The EU will hope that the recent launch of the Energy Poverty Observatory will address a problem that is thought to affect more than 100 million people in Europe. The online portal is meant to help member states share knowledge and best practices on things like renovation rates and insulation.
E3G pointed out that the UK’s poor performance is linked to the fact that British homes are among the least energy efficient in Europe, according to data from 2015.
The EU recently rubber-stamped its Energy Performance of Buildings Directive, which lays down rules for building renovation rates post-2020. Negotiators will now turn to a number of other clean energy package files, among which is the more complex Energy Efficiency Directive recast.

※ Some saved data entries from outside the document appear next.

//! Test doubles for the outbound seams.

use async_trait::async_trait;
use std::collections::VecDeque;
use std::sync::Mutex;

use crate::conversation::ChatMessage;
use crate::llm::{Completion, CompletionError, CompletionProvider};
use crate::telegram::{Messenger, MessengerError};

/// One recorded outbound Telegram call
#[derive(Debug, Clone, PartialEq, Eq)]
pub enum Sent {
    Text { chat_id: i64, text: String },
    Photo { chat_id: i64, url: String, caption: String },
    ContactRequest { chat_id: i64, text: String, button: String },
    Plain { chat_id: i64, text: String },
}

/// Messenger that records calls instead of hitting the Bot API
#[derive(Default)]
pub struct RecordingMessenger {
    sent: Mutex<Vec<Sent>>,
    fail: bool,
}

impl RecordingMessenger {
    /// Messenger whose every call fails (nothing is recorded)
    pub fn failing() -> Self {
        Self {
            sent: Mutex::new(Vec::new()),
            fail: true,
        }
    }

    pub fn sent(&self) -> Vec<Sent> {
        self.sent.lock().unwrap().clone()
    }

    fn record(&self, sent: Sent) -> Result<(), MessengerError> {
        if self.fail {
            return Err(MessengerError::InvalidUrl("test failure".to_string()));
        }
        self.sent.lock().unwrap().push(sent);
        Ok(())
    }
}

#[async_trait]
impl Messenger for RecordingMessenger {
    async fn send_text(&self, chat_id: i64, text: &str) -> Result<(), MessengerError> {
        self.record(Sent::Text {
            chat_id,
            text: text.to_string(),
        })
    }

    async fn send_photo(&self, chat_id: i64, image_url: &str, caption: &str) -> Result<(), MessengerError> {
        self.record(Sent::Photo {
            chat_id,
            url: image_url.to_string(),
            caption: caption.to_string(),
        })
    }

    async fn send_contact_request(&self, chat_id: i64, text: &str, button: &str) -> Result<(), MessengerError> {
        self.record(Sent::ContactRequest {
            chat_id,
            text: text.to_string(),
            button: button.to_string(),
        })
    }

    async fn send_plain(&self, chat_id: i64, text: &str) -> Result<(), MessengerError> {
        self.record(Sent::Plain {
            chat_id,
            text: text.to_string(),
        })
    }
}

/// Completion provider that replays scripted replies and records requests
#[derive(Default)]
pub struct ScriptedCompletion {
    replies: Mutex<VecDeque<Result<String, (u16, String)>>>,
    requests: Mutex<Vec<Vec<ChatMessage>>>,
}

impl ScriptedCompletion {
    pub fn reply(self, content: &str) -> Self {
        self.replies.lock().unwrap().push_back(Ok(content.to_string()));
        self
    }

    pub fn fail(self, status: u16, body: &str) -> Self {
        self.replies
            .lock()
            .unwrap()
            .push_back(Err((status, body.to_string())));
        self
    }

    pub fn requests(&self) -> Vec<Vec<ChatMessage>> {
        self.requests.lock().unwrap().clone()
    }
}

#[async_trait]
impl CompletionProvider for ScriptedCompletion {
    async fn complete(&self, messages: &[ChatMessage]) -> Result<Completion, CompletionError> {
        self.requests.lock().unwrap().push(messages.to_vec());

        match self.replies.lock().unwrap().pop_front() {
            Some(Ok(content)) => Ok(Completion::text(content)),
            Some(Err((status, body))) => Err(CompletionError::Api { status, body }),
            None => Err(CompletionError::EmptyResponse),
        }
    }
}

After a negotiating period fraught with political intrigue, members of the European Parliament eventually backed a binding 35% target for 2030 during the January plenary session in Strasbourg.
Talks between MEPs, the Commission and member states will be tough, as many EU countries believe the target should be lower or even non-binding.
But the Parliament’s more ambitious position was given a shot in the arm at the beginning of the month when Sweden announced that it will back the 35% energy efficiency goal, as well as the 35% goal for renewable energy.
Discussions on efficiency began at the tail-end of last week between the three parties and the Bulgarian presidency of the EU has indicated that it would like to close the file before its six-month stint in charge comes to an end in July.